SURREY — How would you like to pay for that?

Debit, credit or Bitcoin?

It’s a question shoppers at a few spots in Surrey will be asked after two local shops brought in Bitcoin payment last week – the SFU Surrey bookstore and Waves Coffee House in Whalley next to Gateway SkyTrain.

SFU is the first Canadian university to accept the cryptocurrency as payment in its bookstores. It is also the first to install Bitcoin vending machines campus-wide.

Michael Yeung founded the SFU Bitcoin club in 2013. He said there are a lot of students on campus who have Bitcoin and know quite a bit about it.

"This kind of brings them out of hiding," he said, adding Bitcoin will benefit SFU as well. "It will help bring (SFU) to the forefront of cutting-edge technology."

So if someone walked into the bookstore and purchased Bitcoin, they could instantly spend it for goods, but would it end up costing more or less than paying cash?

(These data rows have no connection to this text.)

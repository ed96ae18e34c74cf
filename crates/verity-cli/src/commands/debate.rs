//! Debate command - run a claim fixture through a full debate
//!
//! Usage:
//! ```bash
//! verity debate demos/reservoir.json
//! verity debate demos/reservoir.json --max-rounds 5 --threshold 0.8
//! verity debate demos/reservoir.json --json
//! ```

use anyhow::{bail, Context, Result};
use clap::Args;
use colored::Colorize;
use comfy_table::{modifiers::UTF8_ROUND_CORNERS, presets::UTF8_FULL, Cell, Color, Table};
use serde::Deserialize;
use std::path::PathBuf;
use std::sync::Arc;

use verity_adversarial::{DebateStatus, Veracity};
use verity_core::{AgentType, Claim, Conclusion, Evidence, Investigation, SystemConfig};
use verity_runtime::{DebateResult, SystemCoordinator};

use crate::{print_error, print_success, print_warning};

/// Arguments for the debate command
#[derive(Args)]
pub struct DebateArgs {
    /// Claim fixture (JSON with `claim` and `investigations`)
    #[arg(value_name = "FILE")]
    fixture: PathBuf,

    /// Maximum number of rounds
    #[arg(long, env = "VERITY_MAX_ROUNDS")]
    max_rounds: Option<u32>,

    /// Agreement (0.0 - 1.0) needed to conclude
    #[arg(long, short = 't')]
    threshold: Option<f64>,

    /// Time out instead of accepting a best-effort verdict
    #[arg(long)]
    strict: bool,

    /// Print the full result as JSON
    #[arg(long)]
    json: bool,

    /// Append the Prometheus exposition of the run's metrics
    #[arg(long)]
    metrics: bool,
}

#[derive(Debug, Deserialize)]
struct Fixture {
    claim: ClaimFixture,
    investigations: Vec<InvestigationFixture>,
}

#[derive(Debug, Deserialize)]
struct ClaimFixture {
    #[serde(default = "default_request")]
    request_id: String,
    text: String,
    #[serde(default = "default_extraction_confidence")]
    extraction_confidence: f64,
}

fn default_request() -> String {
    "cli".to_string()
}

fn default_extraction_confidence() -> f64 {
    100.0
}

#[derive(Debug, Deserialize)]
struct InvestigationFixture {
    agent: AgentType,
    conclusion: Conclusion,
    confidence: f64,
    #[serde(default)]
    reasoning: String,
    #[serde(default)]
    evidence: Vec<Evidence>,
}

fn load_fixture(path: &PathBuf) -> Result<(Claim, Vec<Investigation>)> {
    let content = std::fs::read_to_string(path)
        .with_context(|| format!("Failed to read fixture: {}", path.display()))?;
    let fixture: Fixture = serde_json::from_str(&content).context("Failed to parse fixture JSON")?;

    let claim = Claim::new(
        &fixture.claim.request_id,
        &fixture.claim.text,
        fixture.claim.extraction_confidence,
    );
    let investigations = fixture
        .investigations
        .into_iter()
        .map(|i| {
            Investigation::new(&claim.id, i.agent, i.conclusion, i.confidence)
                .with_reasoning(&i.reasoning)
                .with_evidence(i.evidence.into_iter().map(Arc::new).collect())
        })
        .collect();
    Ok((claim, investigations))
}

/// Run the debate command
pub async fn run(args: DebateArgs) -> Result<()> {
    let (claim, investigations) = load_fixture(&args.fixture)?;
    tracing::debug!(
        fixture = %args.fixture.display(),
        claim_id = %claim.id,
        investigations = investigations.len(),
        "Fixture loaded"
    );

    let mut config = SystemConfig::from_env().context("Invalid VERITY_* environment")?;
    if let Some(rounds) = args.max_rounds {
        config.debate.max_rounds = rounds;
    }
    if let Some(threshold) = args.threshold {
        config.debate.consensus_threshold = threshold;
    }
    if args.strict {
        config.debate.allow_partial_consensus = false;
    }

    let coordinator = SystemCoordinator::new(config)?;
    let result = match coordinator.process_claim(&claim, &investigations, None).await {
        Ok(result) => result,
        Err(e) => {
            print_error(&e.to_string());
            bail!("debate did not complete");
        }
    };

    if args.json {
        println!("{}", serde_json::to_string_pretty(&result)?);
    } else {
        render(&claim, &result);
    }
    if args.metrics {
        print!("{}", coordinator.metrics_snapshot().to_prometheus());
    }
    Ok(())
}

fn header(title: &str) -> Table {
    let mut table = Table::new();
    table
        .load_preset(UTF8_FULL)
        .apply_modifier(UTF8_ROUND_CORNERS);
    table.set_header(
        title
            .split('|')
            .map(|h| Cell::new(h).fg(Color::Cyan))
            .collect::<Vec<_>>(),
    );
    table
}

fn veracity_color(v: Veracity) -> Color {
    match v {
        Veracity::VerifiedTrue => Color::Green,
        Veracity::VerifiedFalse | Veracity::Misleading => Color::Red,
        Veracity::PartiallyTrue => Color::Yellow,
        Veracity::InsufficientEvidence => Color::DarkGrey,
    }
}

fn render(claim: &Claim, result: &DebateResult) {
    println!("{}", "Verity Debate".bold().cyan());
    println!("{}", "═".repeat(50).cyan());
    println!();
    println!("  {} {}", "Claim:".dimmed(), claim.claim_text);
    println!("  {} {}", "Session:".dimmed(), result.session_id);
    println!(
        "  {} {}",
        "Agents:".dimmed(),
        result
            .participating_agents
            .iter()
            .map(|a| a.as_str())
            .collect::<Vec<_>>()
            .join(", ")
    );
    println!();

    let mut rounds = header("Round|Agreement|Conflicts|Manual review|Interim verdict");
    for round in &result.debate_rounds {
        let manual = round.resolutions.iter().filter(|r| r.needs_review()).count();
        let (verdict, color) = round
            .interim_consensus
            .as_ref()
            .map_or(("-", Color::DarkGrey), |c| {
                (c.final_veracity.as_str(), veracity_color(c.final_veracity))
            });
        rounds.add_row(vec![
            Cell::new(round.round_number),
            Cell::new(format!("{:.1}%", round.agreement())),
            Cell::new(round.conflicts.len()),
            Cell::new(manual),
            Cell::new(verdict).fg(color),
        ]);
    }
    println!("{rounds}");

    if !result.conflict_resolutions.is_empty() {
        println!();
        let mut resolutions = header("Conflict|Strategy|Kept|Discarded|Confidence");
        for r in &result.conflict_resolutions {
            let strategy = if r.needs_review() {
                Cell::new(r.method.as_str()).fg(Color::Yellow)
            } else {
                Cell::new(r.method.as_str()).fg(Color::Green)
            };
            resolutions.add_row(vec![
                Cell::new(r.conflict_id.trim_start_matches("conflict-").chars().take(8).collect::<String>()),
                strategy,
                Cell::new(r.resolved_evidence.len()),
                Cell::new(r.discarded_evidence.len()),
                Cell::new(format!("{:.0}", r.confidence)),
            ]);
        }
        println!("{resolutions}");
    }

    println!();
    let consensus = &result.final_consensus;
    let verdict = format!(
        "{} ({:.1}% confidence, {:.1}% agreement{})",
        consensus.final_veracity,
        consensus.confidence,
        consensus.agreement_level,
        consensus
            .method
            .map(|m| format!(", {m}"))
            .unwrap_or_default()
    );
    match result.status {
        DebateStatus::ConsensusReached if !consensus.forced => print_success(&verdict),
        DebateStatus::ConsensusReached => print_warning(&format!("Best effort: {verdict}")),
        status => print_warning(&format!("Debate ended as {status}: {verdict}")),
    }
    if !consensus.minority_opinions.is_empty() {
        println!(
            "  {} {}",
            "Dissent:".dimmed(),
            consensus
                .minority_opinions
                .iter()
                .map(|a| format!("{} ({})", a.agent_type, a.position))
                .collect::<Vec<_>>()
                .join(", ")
        );
    }
    println!(
        "  {} {} ms, {} rounds",
        "Processed in".dimmed(),
        result.processing_time_ms,
        result.debate_rounds.len()
    );
}
//! Credibility model: pure scoring functions over evidence.
//!
//! Every function here is deterministic given its inputs. Recency is always
//! measured against an explicit reference time instead of the wall clock, so
//! scoring the same evidence twice yields the same result.

use chrono::{DateTime, Utc};
use serde::{Deserialize, Serialize};
use std::collections::BTreeMap;

use crate::evidence::{Evidence, EvidenceRef, SourceType};

/// Weights used by the credibility model
#[derive(Debug, Clone, PartialEq, Serialize, Deserialize)]
pub struct CredibilityWeights {
    /// Trust placed in each source category (0.0 - 1.0)
    pub source_type: BTreeMap<SourceType, f64>,
    /// Multiplier for evidence flagged as verified real data
    pub verified_weight: f64,
    /// Multiplier for evidence without the verified flag
    pub unverified_weight: f64,
    /// Age at which the recency bonus halves
    pub recency_half_life_days: f64,
    /// Lowest recency weight an old item can decay to
    pub recency_floor: f64,
    /// Recency weight for items without a publication date
    pub undated_weight: f64,
}

impl Default for CredibilityWeights {
    fn default() -> Self {
        let source_type = BTreeMap::from([
            (SourceType::Academic, 1.0),
            (SourceType::Government, 0.95),
            (SourceType::Financial, 0.85),
            (SourceType::News, 0.75),
            (SourceType::Social, 0.4),
        ]);
        Self {
            source_type,
            verified_weight: 1.0,
            unverified_weight: 0.7,
            recency_half_life_days: 365.0,
            recency_floor: 0.5,
            undated_weight: 0.8,
        }
    }
}

/// Trust placed in the evidence's source category
pub fn source_type_weight(evidence: &Evidence, weights: &CredibilityWeights) -> f64 {
    weights
        .source_type
        .get(&evidence.source_type)
        .copied()
        .unwrap_or(0.5)
        .clamp(0.0, 1.0)
}

pub fn verification_weight(evidence: &Evidence, weights: &CredibilityWeights) -> f64 {
    if evidence.verified_real_data {
        weights.verified_weight
    } else {
        weights.unverified_weight
    }
}

/// Exponential decay from 1.0 toward `recency_floor` with the configured half-life.
/// Items dated after `reference` count as brand new.
pub fn recency_weight(
    publish_date: Option<DateTime<Utc>>,
    reference: DateTime<Utc>,
    weights: &CredibilityWeights,
) -> f64 {
    let Some(date) = publish_date else {
        return weights.undated_weight;
    };
    let age_days = (reference - date).num_seconds().max(0) as f64 / 86_400.0;
    let half_life = weights.recency_half_life_days.max(1.0);
    let decay = 0.5_f64.powf(age_days / half_life);
    let floor = weights.recency_floor.clamp(0.0, 1.0);
    floor + (1.0 - floor) * decay
}

/// Credibility of a single item in [0, 1]:
/// source-type weight × verification weight × recency weight × relevance.
pub fn credibility_score(
    evidence: &Evidence,
    weights: &CredibilityWeights,
    reference: DateTime<Utc>,
) -> f64 {
    let score = source_type_weight(evidence, weights)
        * verification_weight(evidence, weights)
        * recency_weight(evidence.publish_date, reference, weights)
        * (evidence.relevance_score / 100.0);
    score.clamp(0.0, 1.0)
}

/// Newest publication date in a set, used as the recency reference point
pub fn newest_publish_date(evidence: &[EvidenceRef]) -> Option<DateTime<Utc>> {
    evidence.iter().filter_map(|e| e.publish_date).max()
}

/// Quality of an evidence list for vote weighting.
///
/// Blends mean credibility (40%), mean relevance (30%) and the share of
/// verified real data (30%); floored at 0.1 and capped at 1.0.
pub fn evidence_quality_weight(evidence: &[EvidenceRef]) -> f64 {
    if evidence.is_empty() {
        return 0.1;
    }
    let n = evidence.len() as f64;
    let credibility = evidence.iter().map(|e| e.credibility_score).sum::<f64>() / n / 100.0;
    let relevance = evidence.iter().map(|e| e.relevance_score).sum::<f64>() / n / 100.0;
    let verified = evidence.iter().filter(|e| e.verified_real_data).count() as f64 / n;

    (credibility * 0.4 + relevance * 0.3 + verified * 0.3).clamp(0.1, 1.0)
}

#[cfg(test)]
mod tests {
    use super::*;
    use chrono::{Duration, TimeZone};

    fn reference() -> DateTime<Utc> {
        Utc.with_ymd_and_hms(2025, 1, 1, 0, 0, 0).unwrap()
    }

    #[test]
    fn test_recency_decay() {
        let w = CredibilityWeights::default();
        let now = reference();

        assert_eq!(recency_weight(None, now, &w), 0.8);
        assert!((recency_weight(Some(now), now, &w) - 1.0).abs() < 1e-9);

        let one_year = recency_weight(Some(now - Duration::days(365)), now, &w);
        assert!((one_year - 0.75).abs() < 0.01);

        let ancient = recency_weight(Some(now - Duration::days(365 * 30)), now, &w);
        assert!(ancient >= 0.5 && ancient < 0.51);

        // Future-dated items are treated as new
        assert!((recency_weight(Some(now + Duration::days(3)), now, &w) - 1.0).abs() < 1e-9);
    }

    #[test]
    fn test_credibility_score_ordering() {
        let w = CredibilityWeights::default();
        let academic = Evidence::new("https://uni.edu/p", SourceType::Academic, "study")
            .with_scores(90.0, 90.0)
            .verified(true);
        let social = Evidence::new("https://social.example/p", SourceType::Social, "post")
            .with_scores(90.0, 90.0);

        let a = credibility_score(&academic, &w, reference());
        let s = credibility_score(&social, &w, reference());
        assert!(a > s);
        assert!(a <= 1.0 && s >= 0.0);
    }

    #[test]
    fn test_evidence_quality_bounds() {
        assert_eq!(evidence_quality_weight(&[]), 0.1);

        let best = Evidence::new("https://a.org", SourceType::Academic, "x")
            .with_scores(100.0, 100.0)
            .verified(true)
            .shared();
        assert!((evidence_quality_weight(&[best]) - 1.0).abs() < 1e-9);

        let worst = Evidence::new("https://a.org", SourceType::Social, "x")
            .with_scores(0.0, 0.0)
            .shared();
        assert_eq!(evidence_quality_weight(&[worst]), 0.1);
    }
}
//! Archive of concluded debate sessions

use std::sync::Arc;

use verity_adversarial::DebateSession;

use crate::backend::{StorageBackend, StorageError, StorageExt};

/// Read-only store of terminal sessions, keyed `session:{id}`
#[derive(Debug)]
pub struct SessionArchive<B: StorageBackend + ?Sized> {
    backend: Arc<B>,
    prefix: String,
}

impl<B: StorageBackend + ?Sized> SessionArchive<B> {
    pub fn new(backend: Arc<B>) -> Self {
        Self::with_prefix(backend, "session:")
    }

    pub fn with_prefix(backend: Arc<B>, prefix: &str) -> Self {
        Self {
            backend,
            prefix: prefix.to_string(),
        }
    }

    fn key(&self, session_id: &str) -> String {
        format!("{}{}", self.prefix, session_id)
    }

    /// Archive a concluded session. Running sessions are rejected.
    pub async fn save(&self, session: &DebateSession) -> Result<(), StorageError> {
        if !session.is_terminal() {
            return Err(StorageError::Internal(format!(
                "session {} is still {}",
                session.session_id, session.status
            )));
        }
        self.backend.set(&self.key(&session.session_id), session).await?;
        tracing::debug!(session_id = %session.session_id, backend = self.backend.name(), "Session archived");
        Ok(())
    }

    pub async fn load(&self, session_id: &str) -> Result<Option<DebateSession>, StorageError> {
        self.backend.get(&self.key(session_id)).await
    }

    pub async fn list(&self) -> Result<Vec<String>, StorageError> {
        let keys = self.backend.list_keys(&self.prefix).await?;
        Ok(keys
            .into_iter()
            .filter_map(|k| k.strip_prefix(&self.prefix).map(str::to_string))
            .collect())
    }

    pub async fn remove(&self, session_id: &str) -> Result<bool, StorageError> {
        self.backend.delete(&self.key(session_id)).await
    }
}

#[cfg(test)]
mod tests {
    use super::*;
    use crate::backend::MemoryBackend;
    use verity_adversarial::DebateStatus;
    use verity_core::{AgentType, DebateConfig};

    fn session(id: &str) -> DebateSession {
        DebateSession::new(
            id,
            "claim-1",
            vec![AgentType::Academic, AgentType::Government],
            DebateConfig::default(),
        )
    }

    #[tokio::test]
    async fn test_archive_roundtrip() {
        let archive = SessionArchive::new(Arc::new(MemoryBackend::new()));

        let mut s = session("s-1");
        assert!(archive.save(&s).await.is_err());

        s.conclude(DebateStatus::Timeout, None);
        archive.save(&s).await.unwrap();

        let loaded = archive.load("s-1").await.unwrap().unwrap();
        assert_eq!(loaded.status, DebateStatus::Timeout);
        assert_eq!(loaded.participants, s.participants);
        assert_eq!(archive.list().await.unwrap(), vec!["s-1"]);
        assert!(archive.load("missing").await.unwrap().is_none());
    }
}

"It depends on the market," said Yeung. "It could go up in the next hour or it could go down. It’s kind of like the U.S. dollar. But in the last six months it’s been really stable."

Mark McLaughlin, SFU’s executive director of ancillary services, said it’s not really about Bitcoin, it’s about the dialogue.

"We want students to try it out, talk about it, learn about it and kick the tires, so to speak, and then they can form their own opinions."

Whalley coffee shop Waves launched Bitcoin payment and installed an ATM on May 29. Several of the company’s Vancouver locations already do the same.

Drew Glover is co-founder of BitNational, a Calgary-based company that operates Bitcoin ATMs. They have nine in Canada. The company helped launch the cryptocurrency at the Surrey Waves and Glover said Bitcoin has been gaining legitimacy in recent years as the New York Stock Exchange and others have jumped into the mix.

Glover has recently helped introduce Bitcoin at several Waves locations and said he’s shocked at the type of people who are interested in the digital currency.

"I’ve seen people in their 40s and 50s come up and ask about it. They say now it’s in their face so now they want to learn about it."

Launched in 2009, Bitcoin is a digital currency not controlled by any centralized bank or government.

As with any currency, Bitcoin’s value is determined by the number of people willing to value it. As more businesses begin to accept it, the value is expected to go up. As of May 29, one Bitcoin equals $295.24 Canadian.

Surrey’s Erik Seiz is starting a Bitcoin company called BitTag, it’s essentially a loyalty system.

"When you purchase things and you get points, those points go into an auction site where they’re instantly redeemed for Bitcoin, where anyone can purchase them at whatever per cent," Seiz said.

"So say you buy a coffee, you get two points, and those points might be worth 10 cents apiece if you were to redeem them at that local coffee shop. They go onto the exchange where they can be purchased for 90 per cent of their value. So someone else can now buy your points. So it becomes a duplication of Google’s ad model but with Bitcoin."

Seiz expects the company will launch within the year.

"So if we’ve got SFU, then we’ve got a place for points to exist, it feeds an ecosystem. So stuff like this creates an incubator," said Seiz. "It lets anyone get a little Bitcoin and creates the foundation of users needed for Surrey entrepreneurs and businesses to introduce new services to them."